Alatorre te enseña a despojarte de opiniones ajenas. Por ejemplo, de
la esotérica lectura que Paz ejerció del Primero
Sueño de sor Juana –publicada en Las
trampas de la fe– para, sencillamente, leer
el poema ejerciendo la propia y acaso ilimitada lucidez de uno mismo. En
sus Cuatro ensayos sobre arte poética da
gusto cómo desmonta los prejuicios propalados por los años o los siglos: de los
romances de Juan de la Cruz dice, contra Dámaso Alonso, “para mí, son
insufribles”; de los bailes de Quevedo, que “son mini-sainetes de tono chusco y
rastrero”; de los autos de Calderón, que, salvo por su variedad métrica, son
“ladrillos teológicos y exegéticos”. Tal vez lo son, tal vez no. La candidez de la voz de Alatorre
te previene: no te fíes, duda.
(Alatorre tiene un artículo “Contra la superstición”, Letras Libres, jul-01.)
Alatorre te enseña el solaz de lo extraño, lo frívolo. Ensayos como
“Palíndromos y retrógrados”, “Consonantes forzados” (por ejemplo: el poema de
Othón en ac, ec, ic, oc); notas como la que está al pie de la
página 135 de su historia del español y que habla del Arte cisoria del nigromante Enrique de Villena (1384-1434), que
enseña el ‘arte de cortar’ con diferentes cuchillos las diferentes carnes.

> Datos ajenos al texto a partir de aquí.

//! API configuration, loaded from environment variables with defaults.

use serde::{Deserialize, Serialize};
use std::env;

/// API server configuration.
#[derive(Debug, Clone, Serialize, Deserialize)]
pub struct ApiConfig {
    /// HTTP listen port
    pub http_port: u16,

    /// Path to the SQLite database file
    pub database_path: String,

    /// JWT secret key for signing tokens
    pub jwt_secret: String,

    /// JWT access token lifetime in seconds
    pub jwt_access_lifetime_secs: i64,

    /// JWT refresh token lifetime in seconds
    pub jwt_refresh_lifetime_secs: i64,
}

impl ApiConfig {
    /// Load configuration from environment variables.
    pub fn load() -> Result<Self, ConfigError> {
        let config = ApiConfig {
            http_port: env::var("HTTP_PORT")
                .unwrap_or_else(|_| "8080".to_string())
                .parse()
                .map_err(|_| ConfigError::InvalidValue("HTTP_PORT".to_string()))?,

            database_path: env::var("DATABASE_PATH").unwrap_or_else(|_| "./keel.db".to_string()),

            // In production this MUST be set via environment variable.
            jwt_secret: env::var("JWT_SECRET")
                .unwrap_or_else(|_| "keel-dev-secret-change-in-production".to_string()),

            jwt_access_lifetime_secs: env::var("JWT_ACCESS_LIFETIME_SECS")
                .unwrap_or_else(|_| "3600".to_string()) // 1 hour
                .parse()
                .map_err(|_| ConfigError::InvalidValue("JWT_ACCESS_LIFETIME_SECS".to_string()))?,

            jwt_refresh_lifetime_secs: env::var("JWT_REFRESH_LIFETIME_SECS")
                .unwrap_or_else(|_| "604800".to_string()) // 7 days
                .parse()
                .map_err(|_| ConfigError::InvalidValue("JWT_REFRESH_LIFETIME_SECS".to_string()))?,
        };

        Ok(config)
    }
}

/// Configuration error types.
#[derive(Debug, thiserror::Error)]
pub enum ConfigError {
    #[error("Invalid value for {0}")]
    InvalidValue(String),

    #[error("Missing required configuration: {0}")]
    MissingRequired(String),
}

#[cfg(test)]
mod tests {
    use super::*;

    #[test]
    fn test_defaults() {
        // Env-free load picks the documented defaults.
        let config = ApiConfig::load().unwrap();
        assert_eq!(config.jwt_access_lifetime_secs, 3600);
        assert_eq!(config.jwt_refresh_lifetime_secs, 604_800);
    }
}
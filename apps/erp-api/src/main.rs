//! # Keel ERP API Server
//!
//! REST API for the Keel small-business ERP.
//!
//! ```text
//! Client ───► HTTP (8080) ───► /api/<module>/... ───► SQLite
//! ```

use std::net::SocketAddr;

use tracing::info;
use tracing_subscriber::EnvFilter;

use keel_api::routes::api_router;
use keel_api::{ApiConfig, AppState};
use keel_db::{Database, DbConfig};

#[tokio::main]
async fn main() -> anyhow::Result<()> {
    // Initialize tracing
    tracing_subscriber::fmt()
        .with_env_filter(
            EnvFilter::try_from_default_env().unwrap_or_else(|_| EnvFilter::new("info")),
        )
        .with_target(true)
        .init();

    info!("Starting Keel ERP API server...");

    // Load configuration
    let config = ApiConfig::load()?;
    info!(
        port = config.http_port,
        database = %config.database_path,
        "Configuration loaded"
    );

    // Connect to the database and run migrations
    let db = Database::new(DbConfig::new(&config.database_path)).await?;
    info!("Database ready");

    // Build shared state and router
    let port = config.http_port;
    let state = AppState::new(db, config);
    let app = api_router().with_state(state);

    let addr: SocketAddr = format!("0.0.0.0:{port}").parse()?;
    info!(%addr, "Starting HTTP server");

    let listener = tokio::net::TcpListener::bind(addr).await?;
    axum::serve(listener, app)
        .with_graceful_shutdown(shutdown_signal())
        .await?;

    info!("Server shutdown complete");
    Ok(())
}

/// Graceful shutdown signal handler.
async fn shutdown_signal() {
    let ctrl_c = async {
        tokio::signal::ctrl_c()
            .await
            .expect("Failed to install Ctrl+C handler");
    };

    #[cfg(unix)]
    let terminate = async {
        tokio::signal::unix::signal(tokio::signal::unix::SignalKind::terminate())
            .expect("Failed to install signal handler")
            .recv()
            .await;
    };

    #[cfg(not(unix))]
    let terminate = std::future::pending::<()>();

    tokio::select! {
        _ = ctrl_c => {},
        _ = terminate => {},
    }

    info!("Shutdown signal received, starting graceful shutdown...");
}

Agrega Alatorre: “A un moderno le parecerá pueril escribir sobre eso… Pero
¿dónde está el límite entre lo serio y lo frívolo…?” Ese límite, claramente,
existe nada más que en nuestro prejuicioso cerebro. Alatorre, claramente,
sintió el mismo interés por las corrientes más profundas de la poesía que por
sus destellos más superficiales: la profundidad le pudo parecer superficial;
halló hondura en la superficie.
Mi experiencia con Antonio Alatorre, ese hecho físico que terminó el
22 de octubre de 2010, es idéntica a cero. Pero mi copia de Cuatro ensayos sobre arte poética está
llena de papelitos, anotaciones, correcciones, que una vez juré iba a
transcribir a una carta y a llevar a su casa algún día, acaso con un soneto en x que una vez le escribí, en broma. Me
iba a acompañar mi padre. La gravedad –la vida que dios nos quita– me lo
impidió. Ni modo.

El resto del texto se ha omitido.